# [The problem]
How many lines of the data contain the string "Beast"? Write the number and nothing more.

# [Exercise materials]

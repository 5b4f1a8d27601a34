use serde::{Deserialize, Serialize};

use crate::model::ids::TrackId;

/// One row of the catalog.
///
/// Text fields absent from the input are empty strings. `genres` keeps the
/// provider's comma-joined tag string as-is.
#[derive(Debug, Clone, PartialEq, Serialize, Deserialize)]
pub struct TrackRecord {
    pub id: TrackId,

    #[serde(default)]
    pub name: String,

    #[serde(default)]
    pub artist: String,

    #[serde(default)]
    pub album: String,

    /// Release date with whatever precision the provider reported
    /// ("2021", "2021-03" or "2021-03-12").
    #[serde(default)]
    pub release_date: String,

    /// External popularity score.
    pub popularity: f64,

    pub duration_ms: f64,

    /// Comma-joined genre tags, e.g. "kuthu, tamil pop".
    #[serde(default)]
    pub genres: String,

    #[serde(default)]
    pub album_art_url: String,
}

impl TrackRecord {
    #[must_use]
    pub fn new(id: impl Into<TrackId>, name: impl Into<String>) -> Self {
        Self {
            id: id.into(),
            name: name.into(),
            artist: String::new(),
            album: String::new(),
            release_date: String::new(),
            popularity: 0.0,
            duration_ms: 0.0,
            genres: String::new(),
            album_art_url: String::new(),
        }
    }

    #[must_use]
    pub fn with_artist(mut self, artist: impl Into<String>) -> Self {
        self.artist = artist.into();
        self
    }

    #[must_use]
    pub fn with_album(mut self, album: impl Into<String>) -> Self {
        self.album = album.into();
        self
    }

    #[must_use]
    pub fn with_genres(mut self, genres: impl Into<String>) -> Self {
        self.genres = genres.into();
        self
    }

    #[must_use]
    pub fn with_popularity(mut self, popularity: f64) -> Self {
        self.popularity = popularity;
        self
    }

    #[must_use]
    pub fn with_duration_ms(mut self, duration_ms: f64) -> Self {
        self.duration_ms = duration_ms;
        self
    }

    #[must_use]
    pub fn with_album_art_url(mut self, url: impl Into<String>) -> Self {
        self.album_art_url = url.into();
        self
    }

    /// The public projection handed to callers.
    #[must_use]
    pub fn view(&self) -> TrackView {
        TrackView {
            id: self.id.clone(),
            name: self.name.clone(),
            artist: self.artist.clone(),
            album: self.album.clone(),
            album_art_url: self.album_art_url.clone(),
        }
    }
}

/// The fields of a track exposed in recommendation results.
#[derive(Debug, Clone, PartialEq, Eq, Serialize, Deserialize)]
pub struct TrackView {
    pub id: TrackId,
    pub name: String,
    pub artist: String,
    pub album: String,
    pub album_art_url: String,
}

#[cfg(test)]
mod tests {
    use super::*;

    #[test]
    fn test_track_new() {
        let track = TrackRecord::new("t1", "Vaathi Coming");
        assert_eq!(track.id, TrackId::new("t1"));
        assert_eq!(track.name, "Vaathi Coming");
        assert!(track.artist.is_empty());
        assert!(track.genres.is_empty());
    }

    #[test]
    fn test_track_builder() {
        let track = TrackRecord::new("t1", "Arabic Kuthu")
            .with_artist("Anirudh Ravichander")
            .with_album("Beast")
            .with_genres("kuthu, tamil pop")
            .with_popularity(71.0)
            .with_duration_ms(279_000.0);

        assert_eq!(track.artist, "Anirudh Ravichander");
        assert_eq!(track.album, "Beast");
        assert_eq!(track.popularity, 71.0);
        assert_eq!(track.duration_ms, 279_000.0);
    }

    #[test]
    fn test_view_projects_public_fields() {
        let track = TrackRecord::new("t1", "Vaathi Raid")
            .with_artist("Anirudh Ravichander")
            .with_album("Master")
            .with_album_art_url("https://i.scdn.co/image/abc")
            .with_popularity(60.0);

        let view = track.view();
        assert_eq!(view.id, track.id);
        assert_eq!(view.name, "Vaathi Raid");
        assert_eq!(view.album, "Master");
        assert_eq!(view.album_art_url, "https://i.scdn.co/image/abc");
    }
}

# [Solution to the problem]
2